Читаем Письма о русской поэзии полностью

Мандельштама Перцов знает не лучше, чем маршруты трамваев в Новом Орлеане, а в «Мирах и столкновениях…» он не понял даже названия, в которое субстанционально входит книга, распахивающаяся столкновением миров в разбегающейся поэтической вселенной. И наконец, главное. В электронной уже переписке этот столп науки простодушно признался, что истинной причиной такого его отношения к «Мирам и столкновеньям Осипа Мандельштама» является… статья Амелина «Жить не по Солженицыну», опубликованная в «Независимой газете» от 27 апреля 1994 года. Вот тебе, бабушка, и Юрьев Дерпт! «Лепя, лепя и облепишься…»

Что же остается в сухом остатке шквальной перцовской критики? Две наши опечатки – в немецких словах «Borte» и «lehren». За них спасибо. Но красному яблочку червоточинка не в укор. В благодарность заметим г-ну Перцову на будущее, что ему нужно все же знать, что сравнительно новым словом «борт» (бытующим сейчас и в русском) обозначается не «темный алмаз» (очень редкий и потому драгоценный), как полагает Н. П., а «технический алмаз» – отбраковка, выкидыш, абортарий из будущих бриллиантов. Перцову следует поднатореть в геммологии и подлечить застарелую дизосмию.

ОТПРАВЛЕНИЕ IV

Платформа Набоков

О ДОВЕРИИ ПОЗВОНОЧНИКУ

Роману Тименчику

О невидимая рука!

Не обрывай же мне звонка!

Николай Некрасов

Вдруг, невесть почему, я ощутил страшную жалость к нему и стремление сказать что-то подлинное, с душою и крыльями, но птицы, потребные мне, опустились на мои плечи и голову лишь потом, когда я остался один и нужды в словах уже не испытывал.

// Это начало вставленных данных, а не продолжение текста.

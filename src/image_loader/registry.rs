//! # 引用 URL 注册表
//!
//! ## 设计思路
//!
//! 为内存中的 blob 分配短生命周期的 `blob:<origin>/<id>` 引用 URL，
//! 持有者可以像普通资源地址一样解引用，直到显式释放。
//!
//! - `ReferenceUrlRegistry`：可克隆的共享句柄，负责创建 / 解引用 / 撤销。
//! - `ReleaseHandle`：RAII 守卫，`release()` 消费自身，因此同一 URL 不会被重复释放；
//!   `Drop` 时若仍持有 URL 也会撤销。
//!
//! ## 实现思路
//!
//! - 条目表使用 `Mutex<HashMap<..>>`，`Bytes` 克隆只增加引用计数。
//! - 递增 id 使用 `AtomicU64`，无需加锁。
//! - 数量 / 总字节配额在创建时检查，超限返回 `LoadError::ResourceCreation`。
//! - 释放句柄只持有 `Weak`，注册表销毁后释放为空操作。

use std::collections::HashMap;
use std::sync::atomic::{AtomicU64, Ordering};
use std::sync::{Arc, Mutex, MutexGuard, PoisonError, Weak};

use super::{Blob, LoadError, LoaderConfig};

/// 注册表配额与命名。
#[derive(Debug, Clone, PartialEq, Eq)]
pub struct RegistryLimits {
    pub origin: String,
    pub max_urls: usize,
    pub max_bytes: u64,
}

impl From<&LoaderConfig> for RegistryLimits {
    fn from(config: &LoaderConfig) -> Self {
        Self {
            origin: config.reference_origin.clone(),
            max_urls: config.max_reference_urls,
            max_bytes: config.max_reference_bytes,
        }
    }
}

struct RegistryState {
    entries: HashMap<String, Blob>,
    total_bytes: u64,
    limits: RegistryLimits,
}

struct RegistryInner {
    state: Mutex<RegistryState>,
    next_id: AtomicU64,
}

/// 进程内引用 URL 注册表。
#[derive(Clone)]
pub struct ReferenceUrlRegistry {
    inner: Arc<RegistryInner>,
}

impl ReferenceUrlRegistry {
    /// 使用默认配置中的配额创建注册表。
    pub fn new() -> Self {
        Self::with_limits(RegistryLimits::from(&LoaderConfig::default()))
    }

    pub fn with_limits(limits: RegistryLimits) -> Self {
        Self {
            inner: Arc::new(RegistryInner {
                state: Mutex::new(RegistryState {
                    entries: HashMap::new(),
                    total_bytes: 0,
                    limits,
                }),
                next_id: AtomicU64::new(1),
            }),
        }
    }

    /// 替换配额，只影响之后创建的 URL。
    pub fn set_limits(&self, limits: RegistryLimits) {
        self.inner.lock_recovering().limits = limits;
    }

    /// 为 blob 创建引用 URL。
    pub fn create(&self, blob: &Blob) -> Result<String, LoadError> {
        let mut state = self
            .inner
            .state
            .lock()
            .map_err(|_| LoadError::ResourceCreation("reference registry lock poisoned".to_string()))?;

        if state.entries.len() >= state.limits.max_urls {
            log::warn!("⚠️ 引用 URL 数量已达上限：{}", state.limits.max_urls);
            return Err(LoadError::ResourceCreation(format!(
                "quota exceeded: {} live reference urls (limit {})",
                state.entries.len(),
                state.limits.max_urls
            )));
        }

        let size = blob.size();
        let projected = state.total_bytes.saturating_add(size);
        if projected > state.limits.max_bytes {
            log::warn!(
                "⚠️ 引用 URL 总字节超限：{} + {} > {}",
                state.total_bytes,
                size,
                state.limits.max_bytes
            );
            return Err(LoadError::ResourceCreation(format!(
                "quota exceeded: {} bytes would be registered (limit {} bytes)",
                projected, state.limits.max_bytes
            )));
        }

        let id = self.inner.next_id.fetch_add(1, Ordering::Relaxed);
        let url = format!("blob:{}/{:016x}", state.limits.origin, id);
        state.entries.insert(url.clone(), blob.clone());
        state.total_bytes = projected;

        log::debug!("🔗 已创建引用 URL - {}（{} 字节）", url, size);
        Ok(url)
    }

    /// 解引用：URL 仍有效时返回对应 blob。
    pub fn resolve(&self, url: &str) -> Option<Blob> {
        self.inner.lock_recovering().entries.get(url).cloned()
    }

    /// 撤销 URL，返回该 URL 此前是否有效。
    pub fn revoke(&self, url: &str) -> bool {
        self.inner.revoke(url)
    }

    pub fn len(&self) -> usize {
        self.inner.lock_recovering().entries.len()
    }

    pub fn is_empty(&self) -> bool {
        self.len() == 0
    }

    /// 当前登记的总字节数。
    pub fn total_bytes(&self) -> u64 {
        self.inner.lock_recovering().total_bytes
    }

    pub(crate) fn release_handle(&self, url: String) -> ReleaseHandle {
        ReleaseHandle {
            registry: Arc::downgrade(&self.inner),
            url: Some(url),
        }
    }
}

impl Default for ReferenceUrlRegistry {
    fn default() -> Self {
        Self::new()
    }
}

impl std::fmt::Debug for ReferenceUrlRegistry {
    fn fmt(&self, f: &mut std::fmt::Formatter<'_>) -> std::fmt::Result {
        let state = self.inner.lock_recovering();
        f.debug_struct("ReferenceUrlRegistry")
            .field("origin", &state.limits.origin)
            .field("live_urls", &state.entries.len())
            .field("total_bytes", &state.total_bytes)
            .finish()
    }
}

impl RegistryInner {
    fn lock_recovering(&self) -> MutexGuard<'_, RegistryState> {
        self.state.lock().unwrap_or_else(PoisonError::into_inner)
    }

    fn revoke(&self, url: &str) -> bool {
        let mut state = self.lock_recovering();
        match state.entries.remove(url) {
            Some(blob) => {
                state.total_bytes = state.total_bytes.saturating_sub(blob.size());
                log::debug!("🧹 已释放引用 URL - {}", url);
                true
            }
            None => false,
        }
    }
}

/// 引用 URL 的释放守卫。
///
/// 调用 [`ReleaseHandle::release`] 或直接丢弃都会撤销 URL；
/// 需要自行管理生命周期时使用 [`ReleaseHandle::keep`]。
#[must_use = "dropping the handle revokes the reference url immediately"]
pub struct ReleaseHandle {
    registry: Weak<RegistryInner>,
    url: Option<String>,
}

impl ReleaseHandle {
    /// 守卫所管理的 URL。
    pub fn url(&self) -> &str {
        self.url.as_deref().unwrap_or_default()
    }

    /// 撤销 URL。返回 `false` 表示 URL 已被其他途径撤销或注册表已销毁。
    pub fn release(mut self) -> bool {
        self.revoke_now()
    }

    /// 解除守卫并交出 URL，之后须由调用方调用 `ReferenceUrlRegistry::revoke`，
    /// 否则条目会一直保留到注册表销毁。
    pub fn keep(mut self) -> String {
        self.url.take().unwrap_or_default()
    }

    fn revoke_now(&mut self) -> bool {
        let Some(url) = self.url.take() else {
            return false;
        };
        match self.registry.upgrade() {
            Some(inner) => inner.revoke(&url),
            None => false,
        }
    }
}

impl Drop for ReleaseHandle {
    fn drop(&mut self) {
        self.revoke_now();
    }
}

impl std::fmt::Debug for ReleaseHandle {
    fn fmt(&self, f: &mut std::fmt::Formatter<'_>) -> std::fmt::Result {
        f.debug_struct("ReleaseHandle").field("url", &self.url).finish()
    }
}

#[cfg(test)]
mod tests {
    use super::*;

    fn limits(max_urls: usize, max_bytes: u64) -> RegistryLimits {
        RegistryLimits {
            origin: "test".to_string(),
            max_urls,
            max_bytes,
        }
    }

    #[test]
    fn created_url_resolves_until_revoked() {
        let registry = ReferenceUrlRegistry::new();
        let url = registry.create(&Blob::new(&b"abc"[..])).expect("create url failed");

        assert!(url.starts_with("blob:image-loader/"));
        let resolved = registry.resolve(&url).expect("url should resolve");
        assert_eq!(resolved.bytes().as_ref(), b"abc");
        assert_eq!(registry.total_bytes(), 3);

        assert!(registry.revoke(&url));
        assert!(registry.resolve(&url).is_none());
        assert!(!registry.revoke(&url));
        assert!(registry.is_empty());
        assert_eq!(registry.total_bytes(), 0);
    }

    #[test]
    fn urls_are_unique_per_creation() {
        let registry = ReferenceUrlRegistry::new();
        let blob = Blob::new(&b"same"[..]);

        let first = registry.create(&blob).expect("create first failed");
        let second = registry.create(&blob).expect("create second failed");

        assert_ne!(first, second);
        assert_eq!(registry.len(), 2);
    }

    #[test]
    fn create_rejects_when_url_quota_exhausted() {
        let registry = ReferenceUrlRegistry::with_limits(limits(1, 1024));
        let _first = registry.create(&Blob::new(&b"a"[..])).expect("create first failed");

        let result = registry.create(&Blob::new(&b"b"[..]));

        assert!(matches!(result, Err(LoadError::ResourceCreation(_))));
        assert_eq!(registry.len(), 1);
    }

    #[test]
    fn create_rejects_when_byte_quota_exhausted() {
        let registry = ReferenceUrlRegistry::with_limits(limits(8, 4));

        let result = registry.create(&Blob::new(&b"hello"[..]));

        assert!(matches!(result, Err(LoadError::ResourceCreation(_))));
        assert!(registry.is_empty());
    }

    #[test]
    fn release_handle_revokes_once() {
        let registry = ReferenceUrlRegistry::new();
        let url = registry.create(&Blob::new(&b"x"[..])).expect("create url failed");
        let handle = registry.release_handle(url.clone());

        assert_eq!(handle.url(), url);
        assert!(handle.release());
        assert!(registry.resolve(&url).is_none());
    }

    #[test]
    fn dropping_handle_revokes_and_keep_disarms() {
        let registry = ReferenceUrlRegistry::new();

        let dropped = registry.create(&Blob::new(&b"x"[..])).expect("create url failed");
        drop(registry.release_handle(dropped.clone()));
        assert!(registry.resolve(&dropped).is_none());

        let kept = registry.create(&Blob::new(&b"y"[..])).expect("create url failed");
        let url = registry.release_handle(kept.clone()).keep();
        assert_eq!(url, kept);
        assert!(registry.resolve(&kept).is_some());
        assert!(registry.revoke(&kept));
    }

    #[test]
    fn handle_outliving_registry_is_noop() {
        let registry = ReferenceUrlRegistry::new();
        let url = registry.create(&Blob::new(&b"x"[..])).expect("create url failed");
        let handle = registry.release_handle(url);

        drop(registry);

        assert!(!handle.release());
    }
}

Владимир Набоков. «Подлинная жизнь Себастьяна Найта»

Темная сторона дотошной филологической Селены – крайняя доверчивость. Даже когда доподлинно известна склонность писателя к мистификациям и розыгрышам, что тот же Набоков доказывал всей своей творческой практикой. Писателю верить на слово нельзя. Ни при каких обстоятельствах. Даже самое чинное слово взывает к символическому истолкованию его как превращенной формы и почина чего-то другого. По поплавку здесь приходится судить о характере наживки и даже улове. Набоковские интервью – не исключение. Это не непосредственное слово беседы, а такой же притаившийся и готовый к непредсказуемому прыжку род письменной литературы – ответы с подвохом, лукавством, ловушкой траппера. Здесь даже на параде ходят боком. Символическое косоглазие, подлинное жульничество. Но грибницы смыслов питаются только косыми дождями. По набоковским же словам: «Всякий большой писатель – большой обманщик». Здесь главное слово – «большой». Величина подлинно мюнхаузеновская. Криво пиша, нельзя прямо толковать. Да и то сказать, Набокову, даже присягая на любой из своих книг, не попасть в то место, откуда извещался смысл. Оно онтологически недостижимо.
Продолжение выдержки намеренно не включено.